Investor activity continued to buoy Sacramento County's real estate market in September, when the share of homes bought by absentee owners and cash buyers each hit new highs, DataQuick reported Monday.
About 40 percent of the county's homebuyers last month were absentee owners, and about 40 percent of all buyers in the county paid cash, according to the San Diego-based real estate information service.
Those were the highest figures since at least 2000, when the firm started keeping track, and possibly the highest ever, said DataQuick analyst Andrew LePage.
Many absentee buyers are cash-paying investors from the Bay Area or wealthier Sacramento-area communities such as Granite Bay.
The high percentage of investor activity is consistent with fledgling recoveries during prior boom-and-bust cycles "just not at this level," LePage said.
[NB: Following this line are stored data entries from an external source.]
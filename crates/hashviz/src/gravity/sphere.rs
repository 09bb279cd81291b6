use glam::Vec3;

use super::{falloff_factor, GravitySource, STANDARD_GRAVITY};

/// Pulls toward a center, within a shell.
///
/// No gravity inside `inner_falloff_radius` nor beyond `outer_falloff_radius`.
/// Strength ramps up linearly from `inner_falloff_radius` to `inner_radius`, is
/// constant up to `outer_radius` and ramps down to `outer_falloff_radius`.
#[derive(Debug, Clone, Copy, PartialEq)]
pub struct GravitySphere {
    center: Vec3,
    gravity: f32,
    inner_falloff_radius: f32,
    inner_radius: f32,
    outer_radius: f32,
    outer_falloff_radius: f32,
    inner_falloff_factor: f32,
    outer_falloff_factor: f32,
}

impl GravitySphere {
    pub fn new(center: Vec3) -> Self {
        Self {
            center,
            gravity: STANDARD_GRAVITY,
            inner_falloff_radius: 0.0,
            inner_radius: 0.0,
            outer_radius: 0.0,
            outer_falloff_radius: 0.0,
            inner_falloff_factor: 0.0,
            outer_falloff_factor: 0.0,
        }
        .with_radii(1.0, 5.0, 10.0, 15.0)
    }

    pub fn with_gravity(mut self, gravity: f32) -> Self {
        self.gravity = gravity;
        self
    }

    /// Radii are clamped so that each one is at least the previous one.
    pub fn with_radii(
        mut self,
        inner_falloff_radius: f32,
        inner_radius: f32,
        outer_radius: f32,
        outer_falloff_radius: f32,
    ) -> Self {
        self.inner_falloff_radius = inner_falloff_radius.max(0.0);
        self.inner_radius = inner_radius.max(self.inner_falloff_radius);
        self.outer_radius = outer_radius.max(self.inner_radius);
        self.outer_falloff_radius = outer_falloff_radius.max(self.outer_radius);

        self.inner_falloff_factor = falloff_factor(self.inner_radius - self.inner_falloff_radius);
        self.outer_falloff_factor = falloff_factor(self.outer_falloff_radius - self.outer_radius);
        self
    }

    pub fn radii(&self) -> [f32; 4] {
        [
            self.inner_falloff_radius,
            self.inner_radius,
            self.outer_radius,
            self.outer_falloff_radius,
        ]
    }
}

impl GravitySource for GravitySphere {
    fn gravity(&self, position: Vec3) -> Vec3 {
        let vector = self.center - position;
        let distance = vector.length();
        if distance > self.outer_falloff_radius
            || distance < self.inner_falloff_radius
            || distance == 0.0
        {
            return Vec3::ZERO;
        }

        let mut g = self.gravity / distance;
        if distance > self.outer_radius {
            g *= 1.0 - (distance - self.outer_radius) * self.outer_falloff_factor;
        } else if distance < self.inner_radius {
            g *= 1.0 - (self.inner_radius - distance) * self.inner_falloff_factor;
        }
        g * vector
    }
}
"Early in a recovery, investor activity gets elevated," he said.
Today, it's a larger share of the market because so many families are shut out, LePage said. More than half of area homeowners owe more than their homes are worth, and many would-be buyers can't meet tight lending standards.
"There are a lot of people who want to buy, but can't," LePage said. "Who are we left with? Cash buyers."
The percentage of homes bought and sold by real estate "flippers" also increased, DataQuick said.
Homes in Sacramento County that sold twice within six months rose to 7.4 percent of the market in September from 4.4 percent in September 2011, the firm reported.
The investor activity is helping to prop up sales.
"We continue to rely on investors to maintain this volume, and we still have a lot of buyers (about 15 percent) from outside the region," LePage said.
Sacramento County's median home price fell slightly from August to September, in a typical seasonal fluctuation, but was up more than 10 percent from September 2011.
El Dorado, Placer and Yolo counties all posted year-over-year gains in September.
Placer's median home price hit the $300,000 mark after rising 13 percent from a year before. Absentee buyers bought up 36 percent of the homes sold in Placer County in September, LePage said.
Foreclosures, as a percentage of the market, continued falling.
Bank-owned homes made up about 23 percent of the resale market in Sacramento County in September, compared with 44 percent in September 2011 and a high of 71 percent in January 2009, DataQuick said.
September's foreclosure resale level was the lowest since July 2007, when it stood at 19.5 percent.
The feared "shadow inventory" consisting of bank-owned homes not yet listed for sale and those in danger of foreclosure has yet to materialize.
Investors and first-time buyers have been snatching up foreclosed homes, and the number of homes being repossessed has fallen because of alternatives such as loan modifications and short sales, in which lenders accept less than what's owed.
Short sales now account for about 35 percent of the resale market in Sacramento County and West Sacramento, compared with 26 percent a year ago, the Sacramento Association or Realtors reported Monday.
Low inventory is also helping to prop up prices.
The inventory of homes for sale remains extremely low, the Realtors group said. In September, it would have taken only about three weeks to sell off all the single-family resale homes in Sacramento County and West Sacramento. Agents say a six-month supply of homes is optimal.